Department of Physics
Olorunsola Thesis Presentation
Nov 22, 2013
Speaker: Oluwatobi Olorunsola, graduate student
Date: Monday, December 2, 2013
Time: 3:00 PM
Room: Currens Hall 206
Understanding Conoscopic Interference Patterns in Anisotropic Crystals
The interference patterns observed in conoscopy are important in studying the optical and geometrical properties of anisotropic materials. They have also been used to identify minerals and to explore the structure of biological tissues. In a conoscopic interferometer, an optically anisotropic specimen is placed between two crossed linear polarizers and illuminated by a convergent light beam. The interference patterns are produced because in an anisotropic material an incident light is split into two eigenwaves, namely the ordinary and the extraordinary waves.

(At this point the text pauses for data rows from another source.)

/// Ranked pair whose percent differs from the matrix entry for the same pair
#[derive(Debug, Clone, PartialEq, Serialize)]
pub struct RankingMismatch {
    pub list: RankingList,
    pub party_a: PartyId,
    pub party_b: PartyId,
    pub listed: f64,
    pub recorded: f64,
}

#[derive(Debug, Clone, Copy)]
struct RankedIndex {
    a: usize,
    b: usize,
    percent: f64,
}

/// Validated, immutable agreement dataset
#[derive(Debug, Clone)]
pub struct Dataset {
    session: String,
    vote_count: u32,
    parties: Vec<Party>,
    index: HashMap<PartyId, usize>,
    /// Row-major `n * n`, canonical party order on both axes
    agreement: Vec<f64>,
    statistics: Vec<PartyStatistic>,
    most_aligned: Vec<RankedIndex>,
    least_aligned: Vec<RankedIndex>,
}

impl Dataset {
    /// Bundled 2023-2024 session data
    pub fn sample() -> Result<Self> {
        Self::from_json_str(SAMPLE_JSON)
    }

    pub fn from_json_str(json: &str) -> Result<Self> {
        let file: DatasetFile = serde_json::from_str(json)?;
        Self::try_from(file)
    }

    pub fn load(path: &Path) -> Result<Self> {
        let content = std::fs::read_to_string(path)?;
        let dataset = Self::from_json_str(&content)?;
        tracing::info!("Dataset loaded from {}", path.display());
        Ok(dataset)
    }

    pub fn session(&self) -> &str {
        &self.session
    }

    pub fn vote_count(&self) -> u32 {
        self.vote_count
    }

    /// Parties in canonical order
    pub fn parties(&self) -> &[Party] {
        &self.parties
    }

    pub fn len(&self) -> usize {
        self.parties.len()
    }

    pub fn is_empty(&self) -> bool {
        self.parties.is_empty()
    }

    pub fn party_index(&self, id: &PartyId) -> Result<usize> {
        self.index
            .get(id)
            .copied()
            .ok_or_else(|| StortingError::UnknownParty(id.to_string()))
    }

    pub fn party(&self, id: &PartyId) -> Result<&Party> {
        Ok(&self.parties[self.party_index(id)?])
    }

    pub fn agreement(&self, a: &PartyId, b: &PartyId) -> Result<f64> {
        Ok(self.agreement_at(self.party_index(a)?, self.party_index(b)?))
    }

    pub fn statistic(&self, id: &PartyId) -> Result<&PartyStatistic> {
        Ok(&self.statistics[self.party_index(id)?])
    }

    /// Ranked pairs in the order the data owner supplied them
    pub fn ranked(&self, list: RankingList) -> impl Iterator<Item = (&Party, &Party, f64)> + '_ {
        self.ranked_indices(list)
            .iter()
            .map(move |e| (&self.parties[e.a], &self.parties[e.b], e.percent))
    }

    /// Ranked pairs that disagree with the matrix; these load with a warning
    pub fn ranking_mismatches(&self) -> Vec<RankingMismatch> {
        let mut mismatches = Vec::new();
        for &list in RankingList::all() {
            for entry in self.ranked_indices(list) {
                let recorded = self.agreement_at(entry.a, entry.b);
                if recorded != entry.percent {
                    mismatches.push(RankingMismatch {
                        list,
                        party_a: self.parties[entry.a].id.clone(),
                        party_b: self.parties[entry.b].id.clone(),
                        listed: entry.percent,
                        recorded,
                    });
                }
            }
        }
        mismatches
    }

    fn ranked_indices(&self, list: RankingList) -> &[RankedIndex] {
        match list {
            RankingList::MostAligned => &self.most_aligned,
            RankingList::LeastAligned => &self.least_aligned,
        }
    }

    pub(crate) fn agreement_at(&self, a: usize, b: usize) -> f64 {
        self.agreement[a * self.parties.len() + b]
    }
}

impl TryFrom<DatasetFile> for Dataset {
    type Error = StortingError;

    fn try_from(file: DatasetFile) -> Result<Self> {
        if file.parties.is_empty() {
            return Err(StortingError::NoParties);
        }

        let mut parties = Vec::with_capacity(file.parties.len());
        let mut index = HashMap::with_capacity(file.parties.len());
        for record in file.parties {
            let party = Party::try_from(record)?;
            if index.insert(party.id.clone(), parties.len()).is_some() {
                return Err(StortingError::DuplicateParty(party.id.to_string()));
            }
            parties.push(party);
        }

        let lookup = |id: &PartyId| -> Result<usize> {
            index
                .get(id)
                .copied()
                .ok_or_else(|| StortingError::UnknownParty(id.to_string()))
        };

        let agreement = build_matrix(&parties, &file.agreement, &lookup)?;
        let n = parties.len();

        for a in 0..n {
            for b in (a + 1)..n {
                let ab = agreement[a * n + b];
                let ba = agreement[b * n + a];
                if ab != ba {
                    return Err(StortingError::AsymmetricAgreement {
                        a: parties[a].id.to_string(),
                        b: parties[b].id.to_string(),
                        ab,
                        ba,
                    });
                }
            }
        }

        for id in file.statistics.keys() {
            lookup(id)?;
        }
        let mut statistics = Vec::with_capacity(n);
        for party in &parties {
            let stat = file
                .statistics
                .get(&party.id)
                .copied()
                .ok_or_else(|| StortingError::MissingStatistic(party.id.to_string()))?;
            check_percent(stat.winning_side_percent, || {
                format!("winning side statistic for {}", party.id)
            })?;
            check_percent(stat.voted_for_percent, || {
                format!("voted for statistic for {}", party.id)
            })?;
            statistics.push(stat);
        }

        let resolve = |pairs: &[RankedPair]| -> Result<Vec<RankedIndex>> {
            pairs
                .iter()
                .map(|pair| {
                    let a = lookup(&pair.party_a)?;
                    let b = lookup(&pair.party_b)?;
                    if a == b {
                        return Err(StortingError::SelfPair(pair.party_a.to_string()));
                    }
                    check_percent(pair.percent, || {
                        format!("ranked pair {}/{}", pair.party_a, pair.party_b)
                    })?;

                    let recorded = agreement[a * n + b];
                    if recorded != pair.percent {
                        tracing::warn!(
                            "Ranked pair {}/{} lists {}% but the matrix records {}%",
                            pair.party_a,
                            pair.party_b,
                            pair.percent,
                            recorded
                        );
                    }

                    Ok(RankedIndex {
                        a,
                        b,
                        percent: pair.percent,
                    })
                })
                .collect()
        };
        let most_aligned = resolve(&file.most_aligned)?;
        let least_aligned = resolve(&file.least_aligned)?;

        tracing::info!(
            session = %file.session,
            parties = n,
            votes = file.vote_count,
            "Dataset validated"
        );

        Ok(Self {
            session: file.session,
            vote_count: file.vote_count,
            parties,
            index,
            agreement,
            statistics,
            most_aligned,
            least_aligned,
        })
    }
}

fn build_matrix(
    parties: &[Party],
    rows: &PartyMap<PartyMap<f64>>,
    lookup: &impl Fn(&PartyId) -> Result<usize>,
) -> Result<Vec<f64>> {
    let n = parties.len();
    let mut matrix = vec![f64::NAN; n * n];
    let mut filled = vec![false; n * n];

    for (row_id, row) in rows.iter() {
        let a = lookup(row_id)?;
        for (col_id, &percent) in row.iter() {
            let b = lookup(col_id)?;
            check_percent(percent, || format!("agreement {}/{}", row_id, col_id))?;
            matrix[a * n + b] = percent;
            filled[a * n + b] = true;
        }
    }

    if let Some(missing) = filled.iter().position(|f| !f) {
        return Err(StortingError::MissingAgreement {
            a: parties[missing / n].id.to_string(),
            b: parties[missing % n].id.to_string(),
        });
    }

    Ok(matrix)
}

fn check_percent(value: f64, context: impl FnOnce() -> String) -> Result<f64> {
    if value.is_finite() && (0.0..=100.0).contains(&value) {
        return Ok(value);
    }
    Err(StortingError::PercentOutOfRange {
        context: context(),
        value,
    })
}
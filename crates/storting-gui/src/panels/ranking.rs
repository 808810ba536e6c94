//! Most and least aligned party pairs

use eframe::egui::{self, Widget};
use storting_core::{percent_label, RankingList, RankingRow, RankingView};

use crate::panels::components::PartyBadge;
use crate::theme;

pub struct RankingPanel<'a> {
    view: &'a RankingView<'a>,
}

impl<'a> RankingPanel<'a> {
    pub fn new(view: &'a RankingView<'a>) -> Self {
        Self { view }
    }
}

impl Widget for RankingPanel<'_> {
    fn ui(self, ui: &mut egui::Ui) -> egui::Response {
        ui.vertical(|ui| {
            ui.columns(2, |columns| {
                for (column, list) in columns.iter_mut().zip(RankingList::all()) {
                    ranking_card(column, *list, self.view.rows(*list));
                }
            });
        })
        .response
    }
}

fn accent(list: RankingList) -> egui::Color32 {
    match list {
        RankingList::MostAligned => theme::MOST_ALIGNED_ACCENT,
        RankingList::LeastAligned => theme::LEAST_ALIGNED_ACCENT,
    }
}

fn ranking_card(ui: &mut egui::Ui, list: RankingList, rows: &[RankingRow<'_>]) {
    egui::Frame::group(ui.style()).show(ui, |ui| {
        ui.set_width(ui.available_width());
        ui.label(egui::RichText::new(list.label()).heading());
        ui.label(egui::RichText::new(list.description()).color(theme::MUTED_TEXT));
        ui.add_space(12.0);

        // Rank is the position in the supplied list
        for row in rows {
            egui::Frame::none()
                .fill(theme::CARD_FILL)
                .rounding(10.0)
                .inner_margin(egui::Margin::same(10.0))
                .show(ui, |ui| {
                    ui.horizontal(|ui| {
                        ui.label(
                            egui::RichText::new(format!("#{}", row.rank))
                                .size(22.0)
                                .strong()
                                .color(theme::RANK_TEXT),
                        );
                        ui.add_space(8.0);
                        ui.add(PartyBadge::new(row.party_a).size(36.0));
                        ui.label(egui::RichText::new(list.joiner()).color(theme::MUTED_TEXT));
                        ui.add(PartyBadge::new(row.party_b).size(36.0));

                        ui.with_layout(egui::Layout::right_to_left(egui::Align::Center), |ui| {
                            ui.vertical(|ui| {
                                ui.label(
                                    egui::RichText::new(percent_label(row.percent))
                                        .size(20.0)
                                        .strong()
                                        .color(accent(list)),
                                );
                                ui.label(
                                    egui::RichText::new("enighet")
                                        .small()
                                        .color(theme::MUTED_TEXT),
                                );
                            });
                        });
                    });
                });
            ui.add_space(6.0);
        }
    });
}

We report our work on the theoretical simulation and experimental observation of the conoscopic interference patterns in anisotropic crystals. In our simulation, the interference patterns are decomposed into fringes of isogyres and isochromates. For each light propagation direction inside the crystal there exist two eigenwaves that have their own characteristic velocities and vibration directions. The isogyres are obtained by computing the angle between the polarization of the incident light and the vibration directions of the two eigenwaves. The isochromates are obtained by computing the phase retardance between the two eigenwaves inside the crystal. The interference patterns are experimentally observed in several crystals, with their optic axes either parallel or perpendicular to their surfaces. An external electric field is applied to deform the crystals from uniaxial to biaxial. The results of our experimental observation agree well with our computer simulation.
In conventional interferometers the isochromatic interference fringes are observed by using a circular polarizer and a circular analyzer, both constructed by a linear polarizer and a quarter wave plate. However, due to the dispersion of the quarter wave plates, the phase-retardance between the two light waves inside the quarter wave plates is wavelength-dependent, which results in different conoscopic interference patterns for different colors of light. In this research endeavor we investigate the details of the variation of the interference patterns in anisotropic crystals when the wavelength of the light source is changed. In addition, we designed a spinning-polarizer and spinning-analyzer method to eliminate the effect of dispersion in these interference patterns, which provides a new way to visualize the isochromatic interference fringes in conoscopy. Our method produces similar interference patterns for all colors without dispersion and without the use of additional optical elements.
About the speaker:
Oluwatobi Olorunsola is a graduate student in the Western Illinois University Department of Physics working under Dr. Pengqian Wang. Upon successful completion of his thesis, he stands to graduate in December 2013.